Doug Copsey, manager of the Idaho Shakespeare Festival at the time, set up auditions. “People lined up around the block for a chance to be in the movie,” he said.
As thanks for arranging the auditions, Copsey was offered a meaty little part playing a doctor. An insider tip said Clint wouldn’t be in the scene, so it would likely end up on the cutting room floor. Copsey switched to a short role as a TV newsman who stuck a mic in Eastwood’s face and asked a question. That one made the final cut and even the movie trailer.

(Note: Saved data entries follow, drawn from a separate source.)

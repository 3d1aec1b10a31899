pub mod handlers;
pub mod models;
pub mod service;
pub mod tracker;

pub use service::UserService;
pub use tracker::RegistrationTracker;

Most extras got a nice little paycheck and walked away smiling. Those who snagged a speaking part still get residuals. “I get ten bucks every time the movie plays somewhere,” Copsey said. “I call it my beer fund.”
Production companies sometimes have a reputation for swooping into a community and treating locationsand people badly. That wasn’t the case with Bronco Billy. According to locals, Eastwood, co-stars Sandra Locke, Geoffrey Lewis, Scatman Cruthers and crew couldn’t have been nicer.
The Gem state may be an underdog when vying for film productions, but as Eastwood says in Bronco Billy, “I’m who I want to be.” On the big screen or not, Idaho is what it wants to be. Beautiful and not Hollywood.